The End of Manny?


1217514583When Manny Ramirez held up that sign, the one that said he would get traded for Brett Favre, you thought what? Bemusement? Anger? Nothing? When Manny told ESPN Deportes, “The Red Sox don’t deserve me,” how did that strike you?

We’re beyond the point of being angry, and a good number of people who excused his behavior are also past the point of laughing it off. So, we are left with nothing. Well, possibly Jason Bay and John Grabow from the Pirates, according to the media reports this morning, but in the case of Manny Ramirez and the Red Sox there is now emptiness.

It didn’t have to be like this, of course. Manny owned this town. Not like his partner in the middle of the order, David Ortiz, who is beloved, but Manny had a hold of the city’s imagination like no other athlete in recent memory. And now that’s gone.

Manny isn’t going quietly, if he’s even going at all. His comments to ESPN Deportes may strike some as petty and ridiculous, but he conveyed a sentiment that has been around the Red Sox for decades, and not just the current ownership group.

It wasn’t enough that Roger Clemens and Mo Vaughn got big money elsewhere, they had to be “vilified” first. Manny brought up Nomar and Pedro, and he could have brought up Derek Lowe too if he wanted. Whatever you think of Manny right now, his comments yesterday were not pulled out of thin air.

(By the way, NESN didn’t do itself any favors in that regard, by running the truncated Manny comments on its crawl last night. There was no context, only that Manny says that the Red Sox don’t deserve me, and that the team is trying to turn fans against him.)

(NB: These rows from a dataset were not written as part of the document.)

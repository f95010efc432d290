// Profile recovery platform paths for Linux
// Config:  ~/.config/profile-recovery
// Desktop: ~/Desktop
// Profile: ~/.config/google-chrome/Default

use std::env;
use std::path::PathBuf;

/// Returns the home directory on Linux.
pub fn get_home_dir() -> PathBuf {
    PathBuf::from(env::var("HOME").unwrap_or_else(|_| String::from("/tmp")))
}

/// Returns the configuration directory on Linux.
/// Uses `$XDG_CONFIG_HOME/profile-recovery` if set, otherwise `~/.config/profile-recovery`.
pub fn get_config_dir() -> PathBuf {
    xdg_config_home().join("profile-recovery")
}

/// `~/Desktop`
pub fn get_desktop_dir() -> PathBuf {
    get_home_dir().join("Desktop")
}

/// Default Chrome profile, under the XDG config home.
pub fn default_profile_dir() -> PathBuf {
    xdg_config_home().join("google-chrome").join("Default")
}

fn xdg_config_home() -> PathBuf {
    match env::var("XDG_CONFIG_HOME") {
        Ok(xdg) if !xdg.is_empty() => PathBuf::from(xdg),
        _ => get_home_dir().join(".config"),
    }
}
// Profile recovery shared type definitions
// Each submodule defines types used across the crate.

pub mod bookmark;
pub mod errors;
pub mod history;
pub mod profile;
pub mod session;
pub mod settings;
pub mod snapshot;
//! Session snapshot decoding.
//!
//! Each stage depends only on the one before it:
//!
//! ```text
//! frame_reader -> command_decoder -> reconstructor -> aggregator
//! ```
//!
//! # Usage
//!
//! ```no_run
//! use profile_recovery::snapshot::decode_snapshot_file;
//!
//! let decoded = decode_snapshot_file("Default/Current Session").expect("unreadable snapshot");
//! for window in &decoded.session.windows {
//!     println!("window {} has {} tabs", window.window_id, window.tabs.len());
//! }
//! ```

pub mod aggregator;
pub mod command_decoder;
pub mod frame_reader;
pub mod pickle;
pub mod reconstructor;
pub mod writer;

use std::io::Read;
use std::path::Path;

use crate::types::errors::FormatError;
use crate::types::session::RecoveredSession;
use crate::types::snapshot::{Anomaly, SnapshotHeader};

pub use aggregator::{aggregate, AggregatedRecovery, SnapshotCandidate};
pub use frame_reader::FrameReader;
pub use reconstructor::{reconstruct, SessionReconstructor};
pub use writer::SnapshotWriter;

/// Everything recovered from one snapshot file.
#[derive(Debug, Clone, PartialEq)]
pub struct DecodedSnapshot {
    pub header: SnapshotHeader,
    pub session: RecoveredSession,
    pub anomalies: Vec<Anomaly>,
    /// Complete records read before the stream ended.
    pub records: usize,
}

/// Runs the full pipeline over a byte stream.
///
/// Only a bad header fails; anything wrong inside the stream is absorbed
/// into [`DecodedSnapshot::anomalies`].
pub fn decode_snapshot<R: Read>(reader: R, label: &str) -> Result<DecodedSnapshot, FormatError> {
    decode_frames(FrameReader::new(reader)?, label)
}

/// Opens `path` read-only and decodes it, labelled with its file name.
pub fn decode_snapshot_file<P: AsRef<Path>>(path: P) -> Result<DecodedSnapshot, FormatError> {
    let path = path.as_ref();
    let label = path
        .file_name()
        .map(|n| n.to_string_lossy().into_owned())
        .unwrap_or_else(|| path.display().to_string());
    decode_frames(FrameReader::open(path)?, &label)
}

fn decode_frames<R: Read>(
    mut frames: FrameReader<R>,
    label: &str,
) -> Result<DecodedSnapshot, FormatError> {
    let header = frames.header();
    let mut reconstructor = SessionReconstructor::new();

    for (index, record) in frames.by_ref().enumerate() {
        let decoded = command_decoder::decode_record(&record, header.version);
        for anomaly in decoded.anomalies {
            tracing::debug!(source = label, record = index, %anomaly, "snapshot anomaly");
            reconstructor.note(anomaly);
        }
        let before = reconstructor.anomalies().len();
        reconstructor.apply(decoded.event);
        for anomaly in &reconstructor.anomalies()[before..] {
            tracing::debug!(source = label, record = index, %anomaly, "snapshot anomaly");
        }
    }

    let records = frames.records_read();
    let mut reconstruction = reconstructor.finish();
    reconstruction.session.source = Some(label.to_string());

    tracing::debug!(
        source = label,
        version = header.version.as_raw(),
        records,
        windows = reconstruction.session.windows.len(),
        tabs = reconstruction.session.tab_count(),
        anomalies = reconstruction.anomalies.len(),
        "decoded snapshot"
    );

    Ok(DecodedSnapshot {
        header,
        session: reconstruction.session,
        anomalies: reconstruction.anomalies,
        records,
    })
}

From a baseball sense, if the Sox can get an accomplished hitter like Bay and a useful reliever in Grabow for the price of paying Manny to play in Florida, it’s a no-brainer. If there are prospects involved, the question gets trickier. But this isn’t about baseball anymore, and that’s a problem. The 2008 Red Sox are looking an awful lot like the 2006 Sox, and we all know how that ended. Will Manny shut it down if he isn’t traded? Will he tear the team apart?

Short answer: Probably not. As an organization, the Red Sox are too strong to be torn asunder by one player, even Manny. But if he goes in the tank, and the Sox follow, the Pats exhibition schedule could start to look a lot more exciting.

In the end, and that end still might not come at 4 p.m. today when baseball has its waiver-free trade deadline, the Red Sox will be a much different team. Not just on the field, but off it as well. Of all the out-sized personalities that have come through the Sox clubhouse in the last decade, from Nomar to Pedro, and from Papi to Papelbon, none are bigger than Manny.

Some day you’d like to think that Manny will look back and say that he had it pretty good here. The owners and the front office, who got to bathe in the glory that came with winning two world championships sure did. The players and the manger too.

Most of all, we had it good. We got to watch this quirky and beguiling character do things none of us have ever seen before, and probably won’t ever see again. Some day maybe everyone will appreciate all of that, but right now it just feels empty.